Герой, по мере утраты денег, мундира, опускается все ниже и ниже, подвергается постоянным унижениям и непониманию со стороны тех, с кем сталкивает его судьба. Причем страдает он именно из-за своей честности и добросовестности. Таким образом, герой проходит полный круг движения сначала вверх, а затем вниз по социальной лестнице. Ему не на что более надеяться. Именно в момент, когда все земные возможности исчерпаны, наступает время иной помощи. Речь идет о силах Небесных, собственно — о чуде Божественной помощи. Сюжет, казалось бы, совершенно немыслимый для Гончарова. Однако нужно учесть, что новелла о превратностях человеческой судьбы пишется за три недели до смерти писателя. Ему нет более необходимости скрывать свои истинные религиозные взгляды и чувства. Еще в 1880-е годы писатель начал раскрывать тайну своей личности, которую тщательно прятал от других на протяжении всей жизни: свою глубокую религиозность. К концу жизни открылось, что юродство, скрытность во внутренней жизни было основой его поведения в течение многих десятков лет. Из писем и признаний близким друзьям откровенность все более переходила и в его художественные произведения, как это видно на примере «Превратности судьбы».
После всех своих злоключений, отчаявшись найти помощь, герой идет в Казанский собор и молится Божией Матери о помощи. Казанский собор, кстати сказать, появляется в тексте новеллы не случайно. Ведь в нем помещалась чудотворная икона Казанской Божией Матери, видимо, особенно почитаемой в семье Гончаровых. Очевидно, не случайно Казанская Божия Матерь уже упоминалась Гончаровым в романе «Обыкновенная история» и тоже в связи с неотложными прошениями к Ней.

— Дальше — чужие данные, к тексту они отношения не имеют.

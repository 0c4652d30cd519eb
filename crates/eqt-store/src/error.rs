use std::fmt;

/// Errors produced while reading or writing the CSV exports.
#[derive(Debug)]
pub enum StoreError {
    /// Filesystem failure on `path`.
    Io { path: String, message: String },
    /// Malformed CSV (bad quoting, invalid UTF-8).
    Csv(String),
    /// A planned write points at a row the table does not have.
    RowOutOfRange { row_number: usize, rows: usize },
}

impl fmt::Display for StoreError {
    fn fmt(&self, f: &mut fmt::Formatter<'_>) -> fmt::Result {
        match self {
            StoreError::Io { path, message } => write!(f, "io error on '{path}': {message}"),
            StoreError::Csv(msg) => write!(f, "csv error: {msg}"),
            StoreError::RowOutOfRange { row_number, rows } => write!(
                f,
                "row {row_number} is outside the equipment table ({rows} data rows)"
            ),
        }
    }
}

impl std::error::Error for StoreError {}

impl From<csv::Error> for StoreError {
    fn from(e: csv::Error) -> Self {
        StoreError::Csv(e.to_string())
    }
}

pub(crate) fn io_error(path: &std::path::Path, e: std::io::Error) -> StoreError {
    StoreError::Io {
        path: path.display().to_string(),
        message: e.to_string(),
    }
}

В «Обыкновенной истории» Казанской Божией Матери молится мать Александра Адуева, прося защиты и помощи для сына: «Как встала, сейчас затеплила лампадку перед Казанской Божией Матерью: авось, она, милосердная заступница наша, сохранит его от всяких бед и напастей».
Поэтика описания чудесного у Гончарова весьма любопытна. Чудесное совершается не сразу, почти естественным образом. Однако писатель подчеркивает это чудесное тем, что человек действует не сам, а под наитием каких-то иных сил. Не он совершает нечто, но над ним совершается. Внешне все это, конечно, в привычном для Гончарова «бытописательном» стиле: после молитвы к Божией Матери герой «вышел и машинально стал смотреть, как на Екатерининском канале воротом тащили большой камень на пьедестал какого-то монумента».
Эта машинальность — не только результат того, что герой еще не вернулся от молитвы к реальности (хотя и это тоже есть); она уже — начало действия совершаемого над ним чуда. Это подчеркнуто другим словечком: вдруг. Вдруг — то есть против ожидания, неизвестно, по какой видимой причине. И это «вдруг» совершается над героем: «Приказчик в синей сибирке вдруг пригласил его занять пустое место и вместе с другими тянуть канат».
«Вдруг» — это уже обещание чуда. Чудо, конечно, и то, что одно место оказалось у приказчика пустое. Это Божий Промысл действует в герое и явно переводит его в какую-то иную, духовную плоскость бытия. Через испытания герой изымается из привычной «среды обитания» и начинает свое восхождение к Богу. Герой должен пройти путь очищения, духовного труда и смирение.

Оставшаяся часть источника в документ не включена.